Evaluation Of CYP450 and Transporter-Mediated Drug-Drug Interaction Potential Of Pomalidomide In Healthy Men and In Vitro

Pomalidomide (POM) is an IMiD® immunomodulatory agent recently approved by the FDA for the treatment of patients with relapsed/refractory multiple myeloma. The prevalence of polypharmacy in disease treatment raises the possibilities of drug-drug interactions. Therapies that are CYP450 inhibitors, inducers, or transporter inhibitors, may alter the clinical exposure of substrates of these enzymes and transporters when they are administered concomitantly. POM is known to be predominantly metabolized via CYP450-mediated hydroxylation.¹

The aim was to investigate the inhibition/induction potential of POM and its sensitivity as a CYP450 substrate in vitro, and to evaluate the impact of strong CYP450 inhibitors/inducers and a P-glycoprotein (P-gp) inhibitor on the pharmacokinetics (PK) of POM in healthy male subjects.
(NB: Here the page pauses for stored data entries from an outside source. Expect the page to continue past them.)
//! Statements inside function bodies.

use crate::syntax::env::FrameKind;
use crate::syntax::lexer::TokenKind;

use super::{Halt, PResult, Parser};

impl Parser<'_> {
    /// Statements up to (not including) the closing `}` of a block.
    pub(super) fn block_items(&mut self) -> PResult<()> {
        loop {
            match self.current() {
                TokenKind::RBrace | TokenKind::Eof => return Ok(()),
                _ => self.statement_or_recover()?,
            }
        }
    }

    fn statement_or_recover(&mut self) -> PResult<()> {
        self.expected = None;
        let start = self.pos;
        match self.statement() {
            Ok(()) if self.pos == start => self.recover(),
            Err(Halt::Error) => self.recover(),
            other => other,
        }
    }

    fn statement(&mut self) -> PResult<()> {
        self.descend(Self::statement_kind)
    }

    fn statement_kind(&mut self) -> PResult<()> {
        match self.current() {
            TokenKind::LBrace => {
                self.pos += 1;
                self.env.push_frame(FrameKind::Block);
                let result = self.block_items();
                self.env.pop_frame();
                result?;
                self.close_brace()
            }
            TokenKind::Semi => {
                self.pos += 1;
                Ok(())
            }
            TokenKind::Return => {
                self.pos += 1;
                if !self.at(TokenKind::Semi) {
                    self.expression()?;
                }
                self.expect(TokenKind::Semi)?;
                Ok(())
            }
            TokenKind::If => {
                self.pos += 1;
                self.eat(TokenKind::Constexpr)?;
                self.condition()?;
                self.statement()?;
                if self.eat(TokenKind::Else)? {
                    self.statement()?;
                }
                Ok(())
            }
            TokenKind::While => {
                self.pos += 1;
                self.condition()?;
                self.statement()
            }
            TokenKind::Do => {
                self.pos += 1;
                self.statement()?;
                self.expect(TokenKind::While)?;
                self.condition()?;
                self.expect(TokenKind::Semi)?;
                Ok(())
            }
            TokenKind::For => {
                self.pos += 1;
                self.expect(TokenKind::LParen)?;
                self.env.push_frame(FrameKind::Block);
                let result = self.for_rest();
                self.env.pop_frame();
                result
            }
            TokenKind::Break | TokenKind::Continue => {
                self.pos += 1;
                self.expect(TokenKind::Semi)?;
                Ok(())
            }
            TokenKind::Using => self.using_declaration(),
            TokenKind::Namespace => self.namespace_definition(false),
            _ => self.declaration(),
        }
    }

    /// `( expression )`
    fn condition(&mut self) -> PResult<()> {
        self.expect(TokenKind::LParen)?;
        self.expression()?;
        self.expect(TokenKind::RParen)?;
        Ok(())
    }

    /// Everything after `for (`.
    fn for_rest(&mut self) -> PResult<()> {
        if self.eat(TokenKind::Semi)? {
            // no init-statement
        } else if self.at_type_start() && !self.at_expression_start() {
            let spec = self.decl_specifiers()?;
            if self.init_declarators(spec, true)? {
                self.expression()?;
                self.expect(TokenKind::RParen)?;
                return self.statement();
            }
        } else {
            self.expression_statement()?;
        }

        if !self.at(TokenKind::Semi) {
            self.expression()?;
        }
        self.expect(TokenKind::Semi)?;
        if !self.at(TokenKind::RParen) {
            self.expression()?;
        }
        self.expect(TokenKind::RParen)?;
        self.statement()
    }
}

#[cfg(test)]
mod tests {
    use crate::hir::{OperatorClass, TypeDescriptor};
    use crate::syntax::parser::tests::site;

    #[test]
    fn test_loop_variables_are_visible() {
        let (_, site) = site("void f() { for (long i = 0; i < 10; ++i) { i + ^ } }");
        let shape = site.shape.unwrap();
        assert_eq!(shape.op.class(), OperatorClass::Additive);
        assert_eq!(shape.known_operand.to_string(), "long");
    }

    #[test]
    fn test_block_locals_go_out_of_scope() {
        let (_, site) = site("void f() { { double d; } d = ^ }");
        assert!(site.shape.unwrap().known_operand.is_unknown());
    }

    #[test]
    fn test_statements_before_cursor_are_skipped_over() {
        let code = "void f(int n) {
            if (n > 0) return; else { while (n) --n; }
            do { n++; } while (n < 3);
            n *= ^
        }";
        let (_, site) = site(code);
        let shape = site.shape.unwrap();
        assert_eq!(shape.known_operand, TypeDescriptor::INT);
    }
}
In vitro analyses were conducted using standard published methodologies.^2-7

The in vitro data were followed up with a phase 1, open-label, non-randomized study in healthy men with single doses (SD) of POM. The study comprised a screening phase, 2 parallel treatment groups and a safety follow-up. Subjects in Part 1 received POM (4 mg SD) alone; ketoconazole (KETO 200 mg twice daily [BID] for 7 days) + POM (4 mg SD on day 5); and KETO (200 mg BID) + fluvoxamine (FLUV 50 mg BID) for 7 days + POM (4 mg SD on day 5) in three sequential periods to evaluate the effect of CYP3A4 and P-gp (KETO) and CYP1A2 (FLUV) inhibition on POM PK. Subjects in Part 2 received POM (4 mg SD) alone followed by carbamazepine (CARB 200 mg BID) for 11 days + POM (4 mg SD on day 10) in two sequential periods to evaluate the effect of CYP3A4 induction on POM PK. Serial blood samples were collected to determine the plasma concentrations of POM, FLUV, KETO, CARB and CARB-10, 11-epoxide by validated LC-MS/MS assay.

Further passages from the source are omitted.